Bundeskanzler Friedrich Merz Gastredner der CDA-Bundestagung am kommenden Samstag

Bundeskanzler Friedrich Merz Gastredner der CDA-Bundestagung am kommenden Samstag

Auftritt beim sozialpolitischen Flügel der Union in Marburg dürfte für den Bundeskanzler und CDU-Vorsitzenden kein Heimspiel werden.kein Heimspiel werden.

BildAm kommenden Wochenende, 25./26.April findet im Erwin-Piscator-Haus in Marburg die 41. Bundestagung der Christlich-Demokratischen Arbeitnehmerschaft Deutschlands (CDA) statt. Henning Röders, CGB-Bundesvorsitzender und Mitglied des Bundesvorstandes der CDA/CGB-Arbeitsgemeinschaft hat der Tagung ein schriftliches Grußwort übermittelt, in welchem er auf die gemeinsamen Wurzeln von CDA und CGB in der christlichen Soziallehre verweist.
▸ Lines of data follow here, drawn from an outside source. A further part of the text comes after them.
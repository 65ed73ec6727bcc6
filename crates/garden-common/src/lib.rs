//! Types shared by every MindGarden crate.

pub mod errors;
pub mod id;
pub mod notices;

pub use errors::{ConfigError, GardenError, Result, TrackingError};
pub use id::{new_id, tab_session_id, SessionId};
pub use notices::{Notice, NoticeLevel, NoticeQueue};
//! Page view recorder: one append-only record per distinct route entry.

use std::sync::{Arc, Mutex};

use chrono::{DateTime, Utc};
use serde::Serialize;
use tracing::debug;

use garden_backend::schema::tables;
use garden_backend::Backend;
use garden_common::{tab_session_id, SessionId, TrackingError};
use garden_config::schema::TrackingConfig;

use crate::lock;
use crate::policy::{absorb, Operation};

/// One row of the `page_views` table.
#[derive(Debug, Clone, PartialEq, Serialize)]
pub struct PageViewRecord {
    pub page_path: String,
    pub user_id: Option<String>,
    /// Per-tab grouping key.
    pub session_id: String,
    /// Tracking session of the view that produced this record.
    pub tracking_session_id: Option<SessionId>,
    pub viewed_at: DateTime<Utc>,
}

#[derive(Default)]
struct RecorderState {
    last_path: Option<String>,
    tracking_session: Option<SessionId>,
}

pub struct PageViewRecorder {
    backend: Arc<dyn Backend>,
    enabled: bool,
    state: Mutex<RecorderState>,
}

impl PageViewRecorder {
    pub fn new(backend: Arc<dyn Backend>, config: &TrackingConfig) -> Self {
        Self {
            backend,
            enabled: config.enabled,
            state: Mutex::new(RecorderState::default()),
        }
    }

    /// Link subsequent records to a tracking session. A different session
    /// starts with no previous path, so its first entry is always recorded.
    pub fn set_tracking_session(&self, session_id: Option<SessionId>) {
        let mut state = lock(&self.state);
        if state.tracking_session != session_id {
            state.last_path = None;
            state.tracking_session = session_id;
        }
    }

    pub fn last_path(&self) -> Option<String> {
        lock(&self.state).last_path.clone()
    }

    /// Record a view of `path` unless it repeats the previous one.
    ///
    /// Returns whether a record was submitted. The insert runs in the
    /// background; failures are logged at debug level only.
    pub fn record_if_new_path(&self, path: &str, user_id: Option<&str>) -> bool {
        if !self.enabled {
            return false;
        }

        let record = {
            let mut state = lock(&self.state);
            if state.last_path.as_deref() == Some(path) {
                return false;
            }
            state.last_path = Some(path.to_string());
            PageViewRecord {
                page_path: path.to_string(),
                user_id: user_id.map(str::to_string),
                session_id: tab_session_id().to_string(),
                tracking_session_id: state.tracking_session.clone(),
                viewed_at: Utc::now(),
            }
        };

        debug!(page_path = path, "Recording page view");
        let backend = Arc::clone(&self.backend);
        tokio::spawn(async move {
            let result = match serde_json::to_value(&record) {
                Ok(row) => backend.insert(tables::PAGE_VIEWS, row).await,
                Err(e) => Err(TrackingError::Decode(e.to_string())),
            };
            absorb(Operation::PageView, result);
        });
        true
    }
}

#[cfg(test)]
mod tests {
    use std::time::Duration;

    use garden_backend::{MemoryBackend, MemoryOp};

    use super::*;

    fn recorder(memory: &MemoryBackend) -> PageViewRecorder {
        PageViewRecorder::new(Arc::new(memory.clone()), &TrackingConfig::default())
    }

    async fn paths(memory: &MemoryBackend) -> Vec<String> {
        memory
            .rows(tables::PAGE_VIEWS)
            .await
            .iter()
            .filter_map(|r| r["page_path"].as_str().map(str::to_string))
            .collect()
    }

    async fn settle() {
        tokio::time::sleep(Duration::from_millis(10)).await;
    }

    #[tokio::test(start_paused = true)]
    async fn one_record_per_distinct_consecutive_path() {
        let memory = MemoryBackend::new();
        let recorder = recorder(&memory);

        let visits = ["/", "/", "/labs", "/labs", "/labs", "/", "/profile", "/profile"];
        for path in visits {
            recorder.record_if_new_path(path, None);
        }
        settle().await;

        assert_eq!(paths(&memory).await, vec!["/", "/labs", "/", "/profile"]);
        assert_eq!(recorder.last_path().as_deref(), Some("/profile"));
    }

    #[tokio::test(start_paused = true)]
    async fn records_share_tab_id_and_carry_user() {
        let memory = MemoryBackend::new();
        let recorder = recorder(&memory);
        let session = SessionId::new();
        recorder.set_tracking_session(Some(session.clone()));

        recorder.record_if_new_path("/labs", Some("user-1"));
        recorder.record_if_new_path("/dashboard", None);
        settle().await;

        let rows = memory.rows(tables::PAGE_VIEWS).await;
        assert_eq!(rows.len(), 2);
        for row in &rows {
            assert_eq!(row["session_id"], tab_session_id());
            assert_eq!(row["tracking_session_id"], session.as_str());
        }
        assert_eq!(rows[0]["user_id"], "user-1");
        assert!(rows[1]["user_id"].is_null());
    }

    #[tokio::test(start_paused = true)]
    async fn new_tracking_session_records_same_path_again() {
        let memory = MemoryBackend::new();
        let recorder = recorder(&memory);
        let first = SessionId::new();

        recorder.set_tracking_session(Some(first.clone()));
        assert!(recorder.record_if_new_path("/dashboard", None));
        recorder.set_tracking_session(Some(first));
        assert!(!recorder.record_if_new_path("/dashboard", None));

        recorder.set_tracking_session(Some(SessionId::new()));
        assert!(recorder.last_path().is_none());
        assert!(recorder.record_if_new_path("/dashboard", None));
        settle().await;

        assert_eq!(paths(&memory).await, vec!["/dashboard", "/dashboard"]);
    }

    #[tokio::test(start_paused = true)]
    async fn insert_failure_is_swallowed_and_path_still_deduped() {
        let memory = MemoryBackend::new();
        let recorder = recorder(&memory);
        memory
            .fail_next(MemoryOp::Insert, TrackingError::Network("offline".into()))
            .await;

        assert!(recorder.record_if_new_path("/labs", None));
        settle().await;
        assert!(!recorder.record_if_new_path("/labs", None));
        assert!(recorder.record_if_new_path("/", None));
        settle().await;

        assert_eq!(paths(&memory).await, vec!["/"]);
    }

    #[tokio::test]
    async fn disabled_recorder_is_inert() {
        let memory = MemoryBackend::new();
        let config = TrackingConfig {
            enabled: false,
            ..TrackingConfig::default()
        };
        let recorder = PageViewRecorder::new(Arc::new(memory.clone()), &config);
        assert!(!recorder.record_if_new_path("/labs", None));
        assert!(recorder.last_path().is_none());
    }
}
Wörtlich heißt es in dem Grußwort: „Für die langfristige Glaubwürdigkeit und die Position der CDU als gestaltende Volkspartei ist es entscheidend, das soziale Profil der Marktwirtschaft wieder konsequent als Kernaufgabe wahrzunehmen.“

Neben dem hessischen Ministerpräsidenten Boris Rhein erwartet die CDA als Gast ihrer Bundestagung auch Friedrich März, den Bundeskanzler und CDU-Parteivorsitzenden, der am Samstag um 12 Uhr zu den Tagungsteilnehmern sprechen wird. Die Rede wird mit großer Spannung erwartet, nach dem der Kanzler zu Wochenbeginn beim Bankenverband-Jubiläum mit der Aussage „Die gesetzliche Rentenversicherung allein wird allenfalls noch die Basisabsicherung sein für das Alter. Sie wird nicht mehr ausreichen, auf Dauer den Lebensstandard zu sichern“, so BILD, bundesweit für Verwunderung und Empörung gesorgt hat. Die CDA hat ebenso wie der CGB andere Erwartungen an die Rentenreform und die entsprechenden Vorschläge der Reformkommission. So heißt es im Leitantrag der Bundestagung u.a.: „Wir wollen das Mehrsäulenmodell aus gesetzlicher, betrieblicher und privater Vorsorge erhalten und ausbauen. Unser Ziel bleibt die Lebensstandardsicherung im Alter. Wer Beiträge zahlt, soll sich weiter darauf verlassen können, dass sich diese Beiträge verlässlich in der späteren Rentenhöhe widerspiegeln. Die Leistungen der gesetzlichen Rentenversicherung, die nicht beitragsgedeckt sind, wie beispielsweise auch Kindererziehungszeiten, müssen bis spätestens 2035 vollständig über den Bundeszuschuss finanziert werden.“

Strittig dürfte auf der Bundestagung auch über die Vorschläge der Gesundheitsministerin zur Reform von Kranken- und Pflegeversicherung diskutiert werden, die der CGB bereits als Kostendämpfungsdiktat kritisiert hat.

Der Bundestagung liegen auch sieben Anträge der CDA/CGB-Bundesarbeitsgemeinschaft vor, in denen u.a. ein Tarifbindungsregister und eine effektive und arbeitnehmerfreundliche Umsetzung der EU-Entgelttransparenzrichtlinie gefordert und alle Bestrebungen zur Abschaffung des Ehegattensplittings abgelehnt werden. Weiterhin fordert die Arbeitsgemeinschaft in einem Antrag u.a. eine zeitlich befristete Energiepreisbremse für Gas, Heizöl und Strom zur finanziellen Entlastungen der Bürgerinnen und Bürger von den wirtschaftlichen Folgen des Irankrieges.

Bei den Vorstandswahlen rechnet die CDA/CGB-Arbeitsgemeinschaft mit keinen besonderen Überraschungen. Die Wiederwahl des CDA-Bundesvorsitzenden Dennis Radtke, der Koordinator der EVP-Fraktion im Ausschuss für Beschäftigung und soziale Angelegenheiten des Europäischen Parlaments ist, wie auch seines ersten Stellvertreters Dr. Christian Bäumler gelten als sicher. Als ihren Vertreter für den CDA-Bundesvorstand hat die CDA/CGB-Arbeitsgemeinschaft den stellvertretenden brandenburgischen CDA-Landesvorsitzenden Michael Wolter zur Wiederwahl vorgeschlagen. Der 64-jährige ist als Mitglied des Bundesverband Selbsthilfe Körperbehinderter e.V. seit Jahren engagierter Vertreter für die Interessen Behinderter. Der Bundesvorsitzende der Arbeitsgemeinschaft Ulrich Bosl gehört dem CDA-Bundesvorstand kraft Amtes an.